Search the entries below for "Modifier", and copy each line where it appears.
-=-=-
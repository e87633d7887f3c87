/// Operating system family a catalog and denylist are built for
#[derive(Debug, Clone, Copy, PartialEq, Eq, Hash)]
pub enum Platform {
    Windows,
    MacOs,
    Linux,
}

impl Platform {
    /// Platform of the running host, fixed at compile time
    pub fn current() -> Self {
        if cfg!(windows) {
            Platform::Windows
        } else if cfg!(target_os = "macos") {
            Platform::MacOs
        } else {
            Platform::Linux
        }
    }

    pub fn is_windows(&self) -> bool {
        matches!(self, Platform::Windows)
    }

    /// Preferred path separator when building patterns for this platform
    pub fn separator(&self) -> char {
        if self.is_windows() { '\\' } else { '/' }
    }

    pub fn label(&self) -> &'static str {
        match self {
            Platform::Windows => "Windows",
            Platform::MacOs => "macOS",
            Platform::Linux => "Linux",
        }
    }
}
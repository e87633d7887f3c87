use crumbs_core::{Selection, format_size, size_percentage};
use ratatui::{
    buffer::Buffer,
    layout::Rect,
    style::{Modifier, Style},
    widgets::Widget,
};

use super::bar_chart::render_bar;
use super::summary::total_size;
use super::theme::Theme;

/// Checkbox list of discovered cache targets
pub struct MenuView<'a> {
    selection: &'a Selection,
    scroll_offset: usize,
    theme: &'a Theme,
}

impl<'a> MenuView<'a> {
    pub fn new(selection: &'a Selection, scroll_offset: usize, theme: &'a Theme) -> Self {
        Self {
            selection,
            scroll_offset,
            theme,
        }
    }
}

fn truncate_name(name: &str, max: usize) -> String {
    if name.chars().count() <= max {
        return name.to_string();
    }
    let kept: String = name.chars().take(max.saturating_sub(3)).collect();
    format!("{}...", kept)
}

impl Widget for MenuView<'_> {
    fn render(self, area: Rect, buf: &mut Buffer) {
        if area.height < 1 || area.width < 30 {
            return;
        }

        let total = total_size(self.selection);

        // Right-hand columns: bar, percentage, size
        let bar_width: usize = if area.width >= 80 { 24 } else { 0 };
        let pct_width: usize = 7;
        let size_width: usize = 10;
        let right_width = (bar_width + pct_width + size_width + 1) as u16;
        let name_width = (area.width as usize).saturating_sub(right_width as usize + 7);

        for (i, entry) in self
            .selection
            .entries()
            .iter()
            .enumerate()
            .skip(self.scroll_offset)
            .take(area.height as usize)
        {
            let y = area.y + (i - self.scroll_offset) as u16;
            let is_cursor = i == self.selection.cursor();

            let row_style = if is_cursor {
                Style::default()
                    .bg(self.theme.selection_bg)
                    .fg(self.theme.selection_fg)
            } else {
                Style::default().fg(self.theme.fg)
            };
            buf.set_string(area.x, y, " ".repeat(area.width as usize), row_style);

            let mut x = area.x + 1;

            let checkbox = if entry.checked { "[x]" } else { "[ ]" };
            let checkbox_style = if is_cursor {
                row_style.add_modifier(Modifier::BOLD)
            } else {
                Style::default()
                    .fg(self.theme.checkbox_color(entry.checked))
                    .add_modifier(Modifier::BOLD)
            };
            buf.set_string(x, y, checkbox, checkbox_style);
            x += 4;

            let name_style = if entry.checked || is_cursor {
                row_style.add_modifier(Modifier::BOLD)
            } else {
                row_style
            };
            buf.set_string(x, y, truncate_name(entry.name(), name_width), name_style);

            let right_x = area.x + area.width - right_width;
            let percentage = entry
                .size_bytes
                .map(|s| size_percentage(s, total))
                .unwrap_or(0.0);

            if bar_width > 0 {
                let bar_color = if is_cursor {
                    self.theme.selection_fg
                } else {
                    self.theme.size_color(percentage)
                };
                let (bar, _) = render_bar(percentage, bar_width - 1, bar_color);
                let bar_style = if is_cursor {
                    row_style
                } else {
                    Style::default().fg(bar_color)
                };
                buf.set_string(right_x, y, &bar, bar_style);
            }

            let dim_style = if is_cursor {
                row_style
            } else {
                Style::default().fg(self.theme.fg_dim)
            };
            let pct_str = match entry.size_bytes {
                Some(_) => format!("{:>6.1}%", percentage),
                None => format!("{:>7}", ""),
            };
            buf.set_string(right_x + bar_width as u16, y, &pct_str, dim_style);

            let size_str = match entry.size_bytes {
                Some(size) => format!("{:>9}", format_size(size)),
                None => format!("{:>9}", "?"),
            };
            buf.set_string(
                right_x + (bar_width + pct_width) as u16 + 1,
                y,
                &size_str,
                dim_style,
            );
        }
    }
}

#[cfg(test)]
mod tests {
    use super::*;
    use crumbs_core::{CatalogEntry, DiscoveredEntry};

    fn render(selection: &Selection, width: u16, height: u16) -> Buffer {
        let area = Rect::new(0, 0, width, height);
        let mut buf = Buffer::empty(area);
        MenuView::new(selection, 0, &Theme::default()).render(area, &mut buf);
        buf
    }

    fn row(buf: &Buffer, y: u16) -> String {
        (0..buf.area.width)
            .map(|x| buf[(x, y)].symbol().to_string())
            .collect()
    }

    #[test]
    fn test_rows_show_checkbox_name_and_size() {
        let mut checked = DiscoveredEntry::new(CatalogEntry::new("Firefox", ["/f"])).with_size(3072);
        checked.checked = true;
        let entries = vec![
            checked,
            DiscoveredEntry::new(CatalogEntry::new("Chrome", ["/c"])).with_size(1024),
        ];
        let selection = Selection::new(entries).unwrap();
        let buf = render(&selection, 60, 4);

        let first = row(&buf, 0);
        assert!(first.starts_with(" [x] Firefox"));
        assert!(first.contains("75.0%"));
        assert!(first.contains("3.0 KB"));
        assert!(row(&buf, 1).starts_with(" [ ] Chrome"));
    }

    #[test]
    fn test_truncate_name() {
        assert_eq!(truncate_name("Short", 10), "Short");
        assert_eq!(truncate_name("A very long cache name", 10), "A very ...");
    }
}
-=-=-
→ Exercise solution:
    style::{Modifier, Style},
                row_style.add_modifier(Modifier::BOLD)
                    .add_modifier(Modifier::BOLD)
                row_style.add_modifier(Modifier::BOLD)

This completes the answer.